(Saved entries)
+ + + + +
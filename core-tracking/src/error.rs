use thiserror::Error;

#[derive(Error, Debug)]
pub enum TrackingError {
    #[error("Event name cannot be empty")]
    EmptyEventName,

    #[error("Event id must be positive, got {0}")]
    InvalidEventId(i64),

    #[error("Invalid amount for {field}: {value}")]
    InvalidAmount { field: &'static str, value: f64 },

    #[error("Currency code must be a three-letter ISO 4217 code, got '{0}'")]
    InvalidCurrencyCode(String),

    #[error("Attribute index must be between 1 and 5, got {0}")]
    InvalidAttributeIndex(usize),

    #[error("Serialization error: {0}")]
    Serialization(#[from] serde_json::Error),
}

pub type Result<T> = std::result::Result<T, TrackingError>;
//! # Desktop Bridge Implementations
//!
//! Default implementations of the host bridges for desktop platforms
//! (macOS, Windows, Linux), used by the `desktop-shims` feature and by
//! integration tests.
//!
//! - `HttpClient` using `reqwest`
//! - `NetworkMonitor` using a TCP reachability probe
//!
//! ## Usage
//!
//! ```ignore
//! use bridge_desktop::{DesktopNetworkMonitor, ReqwestHttpClient};
//! use std::sync::Arc;
//!
//! let http_client = Arc::new(ReqwestHttpClient::new()?);
//! let monitor = Arc::new(DesktopNetworkMonitor::new());
//! ```

mod http;
mod network;

pub use http::ReqwestHttpClient;
pub use network::DesktopNetworkMonitor;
+ + + + +
Each line in the data that holds the string "using" must be returned.

//! - `HttpClient` using `reqwest`
//! - `NetworkMonitor` using a TCP reachability probe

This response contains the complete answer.